SOURCE RECORDS:

______________________________

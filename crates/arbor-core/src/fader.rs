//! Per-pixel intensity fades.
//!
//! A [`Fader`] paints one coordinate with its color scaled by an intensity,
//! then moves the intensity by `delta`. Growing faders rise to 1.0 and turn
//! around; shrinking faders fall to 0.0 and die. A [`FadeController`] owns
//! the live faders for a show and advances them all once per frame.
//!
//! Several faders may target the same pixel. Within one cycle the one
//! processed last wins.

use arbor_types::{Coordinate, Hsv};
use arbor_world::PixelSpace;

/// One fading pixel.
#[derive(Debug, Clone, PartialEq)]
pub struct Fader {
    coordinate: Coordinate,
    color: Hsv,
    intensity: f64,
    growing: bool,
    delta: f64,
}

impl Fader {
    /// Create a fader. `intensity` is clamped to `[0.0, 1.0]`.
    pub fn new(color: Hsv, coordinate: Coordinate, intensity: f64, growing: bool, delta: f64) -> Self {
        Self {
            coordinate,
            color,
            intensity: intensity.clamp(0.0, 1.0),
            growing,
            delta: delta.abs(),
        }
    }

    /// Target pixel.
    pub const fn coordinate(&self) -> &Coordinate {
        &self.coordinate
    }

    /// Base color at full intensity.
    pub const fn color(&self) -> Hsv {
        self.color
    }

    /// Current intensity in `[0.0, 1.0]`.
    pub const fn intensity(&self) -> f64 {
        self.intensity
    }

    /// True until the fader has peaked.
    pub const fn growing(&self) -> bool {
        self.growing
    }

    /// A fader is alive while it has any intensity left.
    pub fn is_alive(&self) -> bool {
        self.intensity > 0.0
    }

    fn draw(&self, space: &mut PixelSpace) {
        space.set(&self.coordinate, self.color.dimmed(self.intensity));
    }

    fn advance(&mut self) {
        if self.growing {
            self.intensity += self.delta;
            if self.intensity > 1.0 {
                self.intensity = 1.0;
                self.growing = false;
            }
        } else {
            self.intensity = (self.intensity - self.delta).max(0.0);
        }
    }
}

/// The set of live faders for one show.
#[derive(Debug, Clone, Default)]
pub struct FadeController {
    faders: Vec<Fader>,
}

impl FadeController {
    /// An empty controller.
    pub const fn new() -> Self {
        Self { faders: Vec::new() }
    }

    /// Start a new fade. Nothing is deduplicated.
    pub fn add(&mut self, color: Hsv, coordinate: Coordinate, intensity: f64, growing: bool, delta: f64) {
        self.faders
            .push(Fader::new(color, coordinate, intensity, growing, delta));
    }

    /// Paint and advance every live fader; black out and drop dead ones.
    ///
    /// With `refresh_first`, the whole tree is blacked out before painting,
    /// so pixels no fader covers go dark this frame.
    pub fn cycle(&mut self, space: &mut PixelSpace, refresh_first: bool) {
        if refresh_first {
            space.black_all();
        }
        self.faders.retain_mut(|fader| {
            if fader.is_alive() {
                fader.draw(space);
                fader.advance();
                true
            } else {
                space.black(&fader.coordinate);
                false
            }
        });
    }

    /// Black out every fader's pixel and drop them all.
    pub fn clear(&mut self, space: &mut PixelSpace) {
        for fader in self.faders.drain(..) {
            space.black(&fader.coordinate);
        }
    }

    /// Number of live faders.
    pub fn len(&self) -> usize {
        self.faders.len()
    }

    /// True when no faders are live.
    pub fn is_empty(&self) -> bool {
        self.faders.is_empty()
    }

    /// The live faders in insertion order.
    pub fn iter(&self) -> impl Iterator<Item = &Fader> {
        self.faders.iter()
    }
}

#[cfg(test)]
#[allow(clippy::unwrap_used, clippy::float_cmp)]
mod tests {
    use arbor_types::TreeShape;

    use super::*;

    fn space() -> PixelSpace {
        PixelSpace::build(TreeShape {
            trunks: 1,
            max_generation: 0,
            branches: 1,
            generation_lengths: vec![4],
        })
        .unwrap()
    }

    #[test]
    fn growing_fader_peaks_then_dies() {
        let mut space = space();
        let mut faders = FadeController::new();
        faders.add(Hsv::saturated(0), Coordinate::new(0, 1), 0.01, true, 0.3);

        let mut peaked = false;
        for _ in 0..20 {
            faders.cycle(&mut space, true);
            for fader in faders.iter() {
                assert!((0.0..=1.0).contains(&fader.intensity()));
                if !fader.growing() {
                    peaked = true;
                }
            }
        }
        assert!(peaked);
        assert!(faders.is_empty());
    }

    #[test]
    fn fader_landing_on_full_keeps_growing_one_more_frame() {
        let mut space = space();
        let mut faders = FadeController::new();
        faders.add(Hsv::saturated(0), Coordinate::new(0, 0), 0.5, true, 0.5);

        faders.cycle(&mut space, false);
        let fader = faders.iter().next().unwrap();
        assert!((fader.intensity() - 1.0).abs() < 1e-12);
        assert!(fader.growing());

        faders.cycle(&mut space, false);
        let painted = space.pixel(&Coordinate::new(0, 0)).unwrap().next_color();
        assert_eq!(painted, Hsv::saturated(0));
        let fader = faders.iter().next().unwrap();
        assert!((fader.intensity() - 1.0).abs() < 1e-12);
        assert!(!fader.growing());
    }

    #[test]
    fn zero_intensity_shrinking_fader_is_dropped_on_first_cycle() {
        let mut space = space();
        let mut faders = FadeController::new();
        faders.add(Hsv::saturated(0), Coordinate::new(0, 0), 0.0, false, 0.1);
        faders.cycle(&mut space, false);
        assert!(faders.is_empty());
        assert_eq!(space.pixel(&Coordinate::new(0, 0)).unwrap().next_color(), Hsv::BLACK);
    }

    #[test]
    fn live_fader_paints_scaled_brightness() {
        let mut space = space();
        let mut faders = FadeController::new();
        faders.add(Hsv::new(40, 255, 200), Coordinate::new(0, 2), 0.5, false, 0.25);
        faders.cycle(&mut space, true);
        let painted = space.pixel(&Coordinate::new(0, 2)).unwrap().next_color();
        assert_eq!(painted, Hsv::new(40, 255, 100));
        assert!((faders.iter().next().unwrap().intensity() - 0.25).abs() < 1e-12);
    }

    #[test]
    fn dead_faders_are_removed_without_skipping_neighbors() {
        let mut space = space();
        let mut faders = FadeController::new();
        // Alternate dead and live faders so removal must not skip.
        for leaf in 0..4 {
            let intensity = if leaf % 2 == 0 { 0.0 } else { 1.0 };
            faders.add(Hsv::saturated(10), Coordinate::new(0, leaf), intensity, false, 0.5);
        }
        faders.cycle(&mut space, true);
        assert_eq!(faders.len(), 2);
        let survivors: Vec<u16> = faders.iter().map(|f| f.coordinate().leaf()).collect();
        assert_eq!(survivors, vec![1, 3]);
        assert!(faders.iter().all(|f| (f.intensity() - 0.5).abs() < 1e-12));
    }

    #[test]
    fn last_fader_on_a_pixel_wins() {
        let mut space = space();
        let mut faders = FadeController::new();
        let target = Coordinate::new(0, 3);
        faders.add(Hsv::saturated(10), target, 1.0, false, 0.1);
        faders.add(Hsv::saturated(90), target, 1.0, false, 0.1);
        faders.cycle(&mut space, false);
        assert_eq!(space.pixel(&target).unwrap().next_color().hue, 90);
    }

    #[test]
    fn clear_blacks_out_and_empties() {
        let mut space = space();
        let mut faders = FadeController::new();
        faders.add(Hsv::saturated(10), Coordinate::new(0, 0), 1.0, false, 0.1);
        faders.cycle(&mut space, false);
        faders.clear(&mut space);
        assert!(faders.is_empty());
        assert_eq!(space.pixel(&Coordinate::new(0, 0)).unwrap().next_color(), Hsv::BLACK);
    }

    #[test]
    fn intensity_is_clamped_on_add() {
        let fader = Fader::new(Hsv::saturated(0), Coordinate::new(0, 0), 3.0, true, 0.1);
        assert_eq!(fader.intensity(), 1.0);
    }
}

______________________________

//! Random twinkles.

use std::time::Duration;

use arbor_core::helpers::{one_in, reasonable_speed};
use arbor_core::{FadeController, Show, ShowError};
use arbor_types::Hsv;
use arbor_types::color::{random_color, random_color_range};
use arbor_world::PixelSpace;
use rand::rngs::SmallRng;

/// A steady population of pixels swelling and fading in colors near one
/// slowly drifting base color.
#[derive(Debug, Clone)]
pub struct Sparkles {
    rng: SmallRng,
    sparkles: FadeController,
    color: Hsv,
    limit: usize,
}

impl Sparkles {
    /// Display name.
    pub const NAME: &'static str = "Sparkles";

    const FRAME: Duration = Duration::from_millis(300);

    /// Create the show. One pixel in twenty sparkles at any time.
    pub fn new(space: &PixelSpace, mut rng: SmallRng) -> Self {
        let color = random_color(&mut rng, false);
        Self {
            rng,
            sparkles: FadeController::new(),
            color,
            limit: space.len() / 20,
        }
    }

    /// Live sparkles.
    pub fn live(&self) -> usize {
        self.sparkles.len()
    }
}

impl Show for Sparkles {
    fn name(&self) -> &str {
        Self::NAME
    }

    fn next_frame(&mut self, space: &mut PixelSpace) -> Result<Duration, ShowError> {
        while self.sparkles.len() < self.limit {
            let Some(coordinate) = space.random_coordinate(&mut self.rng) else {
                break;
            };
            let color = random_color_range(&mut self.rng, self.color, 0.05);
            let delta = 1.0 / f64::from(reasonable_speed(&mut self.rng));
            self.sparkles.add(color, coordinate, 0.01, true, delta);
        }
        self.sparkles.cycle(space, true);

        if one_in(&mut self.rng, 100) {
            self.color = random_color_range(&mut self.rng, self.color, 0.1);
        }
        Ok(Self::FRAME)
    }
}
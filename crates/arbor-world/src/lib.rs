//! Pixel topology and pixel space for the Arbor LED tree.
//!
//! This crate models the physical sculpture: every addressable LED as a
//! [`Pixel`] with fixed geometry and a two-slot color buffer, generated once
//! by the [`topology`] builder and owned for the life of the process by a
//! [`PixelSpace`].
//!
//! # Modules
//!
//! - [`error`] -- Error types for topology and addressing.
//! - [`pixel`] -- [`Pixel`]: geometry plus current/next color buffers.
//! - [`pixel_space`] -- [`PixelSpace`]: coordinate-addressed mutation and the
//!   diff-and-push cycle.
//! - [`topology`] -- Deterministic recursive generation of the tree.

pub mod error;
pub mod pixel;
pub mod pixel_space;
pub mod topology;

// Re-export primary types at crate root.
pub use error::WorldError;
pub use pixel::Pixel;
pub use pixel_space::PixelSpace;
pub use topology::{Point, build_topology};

______________________________

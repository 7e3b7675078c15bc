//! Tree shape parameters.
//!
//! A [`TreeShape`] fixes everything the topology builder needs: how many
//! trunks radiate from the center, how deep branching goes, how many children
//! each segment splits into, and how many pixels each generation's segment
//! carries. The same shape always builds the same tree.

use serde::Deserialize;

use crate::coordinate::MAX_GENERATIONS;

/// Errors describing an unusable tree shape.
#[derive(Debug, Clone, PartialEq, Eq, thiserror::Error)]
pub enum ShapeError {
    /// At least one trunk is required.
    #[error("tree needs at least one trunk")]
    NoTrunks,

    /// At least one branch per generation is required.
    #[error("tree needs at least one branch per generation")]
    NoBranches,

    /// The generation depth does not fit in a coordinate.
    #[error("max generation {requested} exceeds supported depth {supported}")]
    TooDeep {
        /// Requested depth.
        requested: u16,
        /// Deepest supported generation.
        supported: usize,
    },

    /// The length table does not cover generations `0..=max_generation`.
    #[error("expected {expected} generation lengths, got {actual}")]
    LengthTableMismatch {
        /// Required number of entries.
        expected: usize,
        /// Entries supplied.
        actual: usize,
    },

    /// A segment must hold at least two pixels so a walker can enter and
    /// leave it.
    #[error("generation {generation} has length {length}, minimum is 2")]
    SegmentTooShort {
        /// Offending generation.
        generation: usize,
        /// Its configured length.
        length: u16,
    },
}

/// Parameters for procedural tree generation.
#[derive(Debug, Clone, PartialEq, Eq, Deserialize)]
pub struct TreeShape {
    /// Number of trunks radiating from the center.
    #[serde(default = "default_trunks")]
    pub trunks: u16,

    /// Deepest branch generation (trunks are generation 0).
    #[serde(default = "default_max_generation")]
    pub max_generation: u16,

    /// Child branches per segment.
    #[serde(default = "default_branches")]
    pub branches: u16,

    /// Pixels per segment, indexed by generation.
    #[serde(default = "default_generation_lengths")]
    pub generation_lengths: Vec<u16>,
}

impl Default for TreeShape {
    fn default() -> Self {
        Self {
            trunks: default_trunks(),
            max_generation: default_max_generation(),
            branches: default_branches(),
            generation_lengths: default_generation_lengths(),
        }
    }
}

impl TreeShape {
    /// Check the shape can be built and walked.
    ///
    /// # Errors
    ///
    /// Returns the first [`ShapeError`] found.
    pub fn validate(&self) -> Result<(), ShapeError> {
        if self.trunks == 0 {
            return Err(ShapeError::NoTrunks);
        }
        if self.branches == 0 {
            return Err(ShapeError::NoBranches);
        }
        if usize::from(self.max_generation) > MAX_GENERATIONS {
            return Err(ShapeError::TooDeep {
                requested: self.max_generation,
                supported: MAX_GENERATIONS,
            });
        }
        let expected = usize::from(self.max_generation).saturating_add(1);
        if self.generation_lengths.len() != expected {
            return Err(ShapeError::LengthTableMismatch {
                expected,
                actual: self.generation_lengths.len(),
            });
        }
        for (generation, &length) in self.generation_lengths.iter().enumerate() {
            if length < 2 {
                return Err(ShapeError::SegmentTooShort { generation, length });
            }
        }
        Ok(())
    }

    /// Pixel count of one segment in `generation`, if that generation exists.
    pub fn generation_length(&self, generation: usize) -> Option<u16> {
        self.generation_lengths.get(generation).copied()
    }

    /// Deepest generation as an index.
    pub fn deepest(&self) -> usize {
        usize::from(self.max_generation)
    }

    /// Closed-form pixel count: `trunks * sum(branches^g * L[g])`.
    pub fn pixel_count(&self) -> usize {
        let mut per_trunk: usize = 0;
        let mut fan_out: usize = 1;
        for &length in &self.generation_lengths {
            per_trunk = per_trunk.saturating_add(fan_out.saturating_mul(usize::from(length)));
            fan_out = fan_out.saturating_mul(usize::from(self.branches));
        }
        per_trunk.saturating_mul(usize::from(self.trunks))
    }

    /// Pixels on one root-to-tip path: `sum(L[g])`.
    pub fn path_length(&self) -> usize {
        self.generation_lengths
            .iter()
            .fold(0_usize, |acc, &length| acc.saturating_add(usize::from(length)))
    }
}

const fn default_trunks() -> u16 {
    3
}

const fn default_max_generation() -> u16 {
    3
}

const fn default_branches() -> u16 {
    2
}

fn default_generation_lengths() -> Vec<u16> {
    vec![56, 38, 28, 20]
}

______________________________

PROBLEM STATEMENT: Beginning with the line that has "pub const fn intensity(&self)" and ending with the line that has "pub fn is_alive(&self)", set down the lines above exactly and include no others.

TASK OUTPUT:
    pub const fn intensity(&self) -> f64 {
        self.intensity
    }

    /// True until the fader has peaked.
    pub const fn growing(&self) -> bool {
        self.growing
    }

    /// A fader is alive while it has any intensity left.
    pub fn is_alive(&self) -> bool {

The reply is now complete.